Sunday, July 5, 2009

Episode Two: Kelly (1996)


Kelly was just tucking Aveline into bed when the telephone rang. Jim’s brother, Dan, was calling from the hospital. Again. He’d spent years of his life there, waiting, as their mother slowly died. This time it was finally over.

Kelly didn’t really know in what way her mother-in-law, Delores, was sick; only that it had punctuated her own relationship with Jim since they first started dating. Soon after they met, Jim took her to Topeka to meet his folks. Morrie was a retired long-haul trucker who now fiddled with lawn mowers. Delores raised Siamese cats. But they weren’t home when Jim’s old car pulled into the driveway. Jim’s mother had just been admitted to the medical center with internal bleeding. They drove back home. Jim did not like hospitals.

Delores was buried in a typical cemetery with lush green grass and minimal trees. Jim borrowed a tie from Kelly’s brother when they dropped four-year-old Aveline off to play with her cousins.

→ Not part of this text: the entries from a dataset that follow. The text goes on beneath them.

//! Type definitions for the control-net graph.

use glam::{DVec2, DVec3};
use serde::{Deserialize, Serialize};
use smallvec::SmallVec;

use crate::cache::{EdgeCache, FaceCache, VertexCache};
use crate::sharpness::EdgeSharpness;
use crate::types::{
    ComponentStatus, EdgeId, EdgePtr, EdgeTag, FaceId, ModifiedFlags, VertexId, VertexTag,
};

/// A control-net vertex
#[derive(Debug, Clone)]
pub struct Vertex {
    pub(crate) id: VertexId,
    pub(crate) tag: VertexTag,
    pub(crate) point: DVec3,
    /// Incident edges; `reversed == false` when the edge starts here
    pub(crate) edges: Vec<EdgePtr>,
    pub(crate) faces: Vec<FaceId>,
    pub(crate) status: ComponentStatus,
    pub(crate) modified: ModifiedFlags,
    pub(crate) cache: VertexCache,
}

impl Vertex {
    pub(crate) fn new(id: VertexId, tag: VertexTag, point: DVec3) -> Self {
        Self {
            id,
            tag,
            point,
            edges: Vec::new(),
            faces: Vec::new(),
            status: ComponentStatus::empty(),
            modified: ModifiedFlags::empty(),
            cache: VertexCache::default(),
        }
    }

    pub fn id(&self) -> VertexId {
        self.id
    }

    pub fn tag(&self) -> VertexTag {
        self.tag
    }

    /// Control-net point
    pub fn point(&self) -> DVec3 {
        self.point
    }

    pub fn edges(&self) -> &[EdgePtr] {
        &self.edges
    }

    pub fn faces(&self) -> &[FaceId] {
        &self.faces
    }

    pub fn edge_count(&self) -> usize {
        self.edges.len()
    }

    pub fn face_count(&self) -> usize {
        self.faces.len()
    }

    pub fn status(&self) -> ComponentStatus {
        self.status
    }

    pub fn modified(&self) -> ModifiedFlags {
        self.modified
    }
}

/// A control-net edge
#[derive(Debug, Clone)]
pub struct Edge {
    pub(crate) id: EdgeId,
    pub(crate) tag: EdgeTag,
    pub(crate) vertices: [VertexId; 2],
    /// Meaningful only at ends whose vertex is tagged
    pub(crate) sector_coefficients: [f64; 2],
    pub(crate) sharpness: EdgeSharpness,
    pub(crate) faces: SmallVec<[FaceId; 2]>,
    pub(crate) status: ComponentStatus,
    pub(crate) modified: ModifiedFlags,
    pub(crate) cache: EdgeCache,
}

impl Edge {
    pub(crate) fn new(
        id: EdgeId,
        tag: EdgeTag,
        vertices: [VertexId; 2],
        sharpness: EdgeSharpness,
    ) -> Self {
        Self {
            id,
            tag,
            vertices,
            sector_coefficients: [crate::constants::UNSET_SECTOR_COEFFICIENT; 2],
            sharpness,
            faces: SmallVec::new(),
            status: ComponentStatus::empty(),
            modified: ModifiedFlags::empty(),
            cache: EdgeCache::default(),
        }
    }

    pub fn id(&self) -> EdgeId {
        self.id
    }

    pub fn tag(&self) -> EdgeTag {
        self.tag
    }

    pub fn vertices(&self) -> [VertexId; 2] {
        self.vertices
    }

    pub fn vertex(&self, index: usize) -> VertexId {
        self.vertices[index & 1]
    }

    /// The endpoint that is not `v`, if `v` is an endpoint
    pub fn other_vertex(&self, v: VertexId) -> Option<VertexId> {
        if self.vertices[0] == v {
            Some(self.vertices[1])
        } else if self.vertices[1] == v {
            Some(self.vertices[0])
        } else {
            None
        }
    }

    /// Index (0 or 1) of `v` among the endpoints
    pub fn vertex_index(&self, v: VertexId) -> Option<usize> {
        self.vertices.iter().position(|&x| x == v)
    }

    pub fn sector_coefficient(&self, index: usize) -> f64 {
        self.sector_coefficients[index & 1]
    }

    pub fn sector_coefficients(&self) -> [f64; 2] {
        self.sector_coefficients
    }

    pub fn sharpness(&self) -> EdgeSharpness {
        self.sharpness
    }

    pub fn faces(&self) -> &[FaceId] {
        &self.faces
    }

    pub fn face_count(&self) -> usize {
        self.faces.len()
    }

    /// 0 faces
    pub fn is_wire(&self) -> bool {
        self.faces.is_empty()
    }

    /// Exactly one face
    pub fn is_boundary(&self) -> bool {
        self.faces.len() == 1
    }

    /// Three or more faces
    pub fn is_nonmanifold(&self) -> bool {
        self.faces.len() >= 3
    }

    /// Smooth (or SmoothX) with positive sharpness at either end
    pub fn is_sharp(&self) -> bool {
        self.tag.is_smooth() && self.sharpness.is_sharp()
    }

    pub fn status(&self) -> ComponentStatus {
        self.status
    }

    pub fn modified(&self) -> ModifiedFlags {
        self.modified
    }
}

/// Axis-aligned rectangle in texture space assigned by an external packer.
#[derive(Debug, Clone, Copy, PartialEq, Serialize, Deserialize)]
pub struct PackRect {
    pub min: DVec2,
    pub size: DVec2,
}

impl PackRect {
    /// Map a unit-square parameter into the rectangle
    pub fn map(&self, uv: DVec2) -> DVec2 {
        self.min + uv * self.size
    }
}

/// Per-face appearance data. Stored and persisted, never evaluated here.
#[derive(Debug, Clone, Copy, PartialEq, Default, Serialize, Deserialize)]
pub struct FaceOverrides {
    pub color: Option<[f32; 4]>,
    pub material_index: Option<u32>,
    pub pack_rect: Option<PackRect>,
}

/// A control-net face
#[derive(Debug, Clone)]
pub struct Face {
    pub(crate) id: FaceId,
    /// Closed boundary loop; edge i ends where edge i+1 starts
    pub(crate) edges: SmallVec<[EdgePtr; 4]>,
    pub(crate) status: ComponentStatus,
    pub(crate) modified: ModifiedFlags,
    pub(crate) overrides: FaceOverrides,
    pub(crate) cache: FaceCache,
}

impl Face {
    pub(crate) fn new(id: FaceId, edges: SmallVec<[EdgePtr; 4]>) -> Self {
        Self {
            id,
            edges,
            status: ComponentStatus::empty(),
            modified: ModifiedFlags::empty(),
            overrides: FaceOverrides::default(),
            cache: FaceCache::default(),
        }
    }

    pub fn id(&self) -> FaceId {
        self.id
    }

    pub fn edges(&self) -> &[EdgePtr] {
        &self.edges
    }

    /// Number of corners
    pub fn edge_count(&self) -> usize {
        self.edges.len()
    }

    pub fn is_quad(&self) -> bool {
        self.edges.len() == 4
    }

    /// Position of `edge` in the boundary loop
    pub fn edge_index(&self, edge: EdgeId) -> Option<usize> {
        self.edges.iter().position(|ptr| ptr.edge == edge)
    }

    pub fn overrides(&self) -> &FaceOverrides {
        &self.overrides
    }

    pub fn status(&self) -> ComponentStatus {
        self.status
    }

    pub fn modified(&self) -> ModifiedFlags {
        self.modified
    }
}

After the ceremony, there was small talk, the murmuring of condolences, the sighing and whispers of “better place.” Dark suits and somber dresses. Jim stood stiffly with Kelly at his side, her hand clutched in his. They were turning to leave when Dr. Sorensen approached. He had been Delores’s doctor for many years, as well as a friend of the family.

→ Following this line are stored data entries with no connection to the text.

//! Shared configuration for the crease subdivision kernel
//!
//! This crate provides the single source of truth for limit evaluation and
//! tessellation settings shared by the `controlnet` and `fragments` crates.
//! Every value has a named default constant; none of them are magic numbers.

use serde::{Deserialize, Serialize};

/// Default number of local refinement levels tried before a non-standard
/// neighborhood falls back to an approximate subdivision point.
pub const DEFAULT_FALLBACK_LEVELS: u32 = 5;

/// Default singular-value threshold used to detect eigenvector null spaces.
pub const DEFAULT_EIGEN_TOLERANCE: f64 = 1.0e-7;

/// Default fragment density (a quad fragment is a `(2^d+1)×(2^d+1)` grid).
pub const DEFAULT_FRAGMENT_DENSITY: u32 = 3;

/// Largest fragment density accepted by the generator.
pub const MAX_FRAGMENT_DENSITY: u32 = 8;

/// Default distance below which shared fragment samples are considered equal.
pub const DEFAULT_SEAL_TOLERANCE: f64 = 1.0e-6;

/// Errors produced while loading or validating configuration.
#[derive(Debug, thiserror::Error)]
pub enum ConfigError {
    #[error("Failed to parse configuration: {0}")]
    Json(#[from] serde_json::Error),

    #[error("Invalid configuration value for {field}: {reason}")]
    InvalidValue { field: &'static str, reason: String },
}

/// Settings for closed-form limit evaluation.
#[derive(Debug, Clone, Copy, PartialEq, Serialize, Deserialize)]
#[serde(default)]
pub struct EvaluationConfig {
    /// Maximum local refinement levels applied to a non-standard ring
    pub fallback_levels: u32,
    /// Singular-value threshold for eigenvector null spaces
    pub eigen_tolerance: f64,
    /// Flip evaluated normals that disagree with the control-net face normals
    pub orient_normals_to_faces: bool,
}

impl Default for EvaluationConfig {
    fn default() -> Self {
        Self {
            fallback_levels: DEFAULT_FALLBACK_LEVELS,
            eigen_tolerance: DEFAULT_EIGEN_TOLERANCE,
            orient_normals_to_faces: true,
        }
    }
}

impl EvaluationConfig {
    /// Check that every value is usable.
    pub fn validate(&self) -> Result<(), ConfigError> {
        if !(self.eigen_tolerance > 0.0 && self.eigen_tolerance < 1.0) {
            return Err(ConfigError::InvalidValue {
                field: "evaluation.eigen_tolerance",
                reason: format!("{} is not in (0, 1)", self.eigen_tolerance),
            });
        }
        Ok(())
    }
}

/// Settings for tessellation fragment generation.
#[derive(Debug, Clone, Copy, PartialEq, Serialize, Deserialize)]
#[serde(default)]
pub struct FragmentConfig {
    /// Requested density `d`
    pub density: u32,
    /// Upper bound for `density`
    pub max_density: u32,
    /// Shared samples further apart than this are reported as seal mismatches
    pub seal_tolerance: f64,
    /// Emit per-sample texture coordinates
    pub texture_coordinates: bool,
    /// Emit per-sample colors from face overrides
    pub colors: bool,
}

impl Default for FragmentConfig {
    fn default() -> Self {
        Self {
            density: DEFAULT_FRAGMENT_DENSITY,
            max_density: MAX_FRAGMENT_DENSITY,
            seal_tolerance: DEFAULT_SEAL_TOLERANCE,
            texture_coordinates: true,
            colors: false,
        }
    }
}

impl FragmentConfig {
    /// Create a fragment config with the given density and default options
    pub fn with_density(density: u32) -> Self {
        Self {
            density,
            ..Default::default()
        }
    }

    /// Number of samples along one side of a quad fragment
    pub fn grid_side(&self) -> usize {
        (1usize << self.density) + 1
    }

    /// Check that every value is usable.
    pub fn validate(&self) -> Result<(), ConfigError> {
        if self.max_density > MAX_FRAGMENT_DENSITY {
            return Err(ConfigError::InvalidValue {
                field: "fragments.max_density",
                reason: format!("{} exceeds {}", self.max_density, MAX_FRAGMENT_DENSITY),
            });
        }
        if self.density > self.max_density {
            return Err(ConfigError::InvalidValue {
                field: "fragments.density",
                reason: format!("{} exceeds max_density {}", self.density, self.max_density),
            });
        }
        if !(self.seal_tolerance >= 0.0) {
            return Err(ConfigError::InvalidValue {
                field: "fragments.seal_tolerance",
                reason: format!("{} is negative or NaN", self.seal_tolerance),
            });
        }
        Ok(())
    }
}

/// Complete kernel configuration
#[derive(Debug, Clone, Copy, PartialEq, Default, Serialize, Deserialize)]
#[serde(default)]
pub struct SubdConfig {
    pub evaluation: EvaluationConfig,
    pub fragments: FragmentConfig,
}

impl SubdConfig {
    /// Parse and validate a JSON configuration document.
    ///
    /// Missing fields take their default values.
    pub fn from_json_str(json: &str) -> Result<Self, ConfigError> {
        let config: Self = serde_json::from_str(json)?;
        config.validate()?;
        Ok(config)
    }

    /// Serialize to pretty-printed JSON
    pub fn to_json_string(&self) -> Result<String, ConfigError> {
        Ok(serde_json::to_string_pretty(self)?)
    }

    /// Validate both sections
    pub fn validate(&self) -> Result<(), ConfigError> {
        self.evaluation.validate()?;
        self.fragments.validate()
    }
}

“We did all we could.” As an oncologist, this was a common line. “Maybe if we’d been able to do the bone marrow transfer...”

“Odds weren’t good, with such a small family,” Kelly consoled.

The doctor murmured his assent. “Even if you had been her son, Jim, the chances of a child being a match are not much better than for a stranger.”

Jim furrowed his brow, clearly not understanding.

“You know, being adopted.” The doctor stopped. “Jim, you didn’t know?”

Jim grabbed the doctor’s arm and led him away from the dwindling crowd, his other hand still wrapped around Kelly’s. “I don’t understand. I’m not her son?”

“Not biologically. Simple blood typing. You’re a type AB neg, and Delores was O positive. There’s no way that you could be her child. But surely you knew. Surely Morris knows.”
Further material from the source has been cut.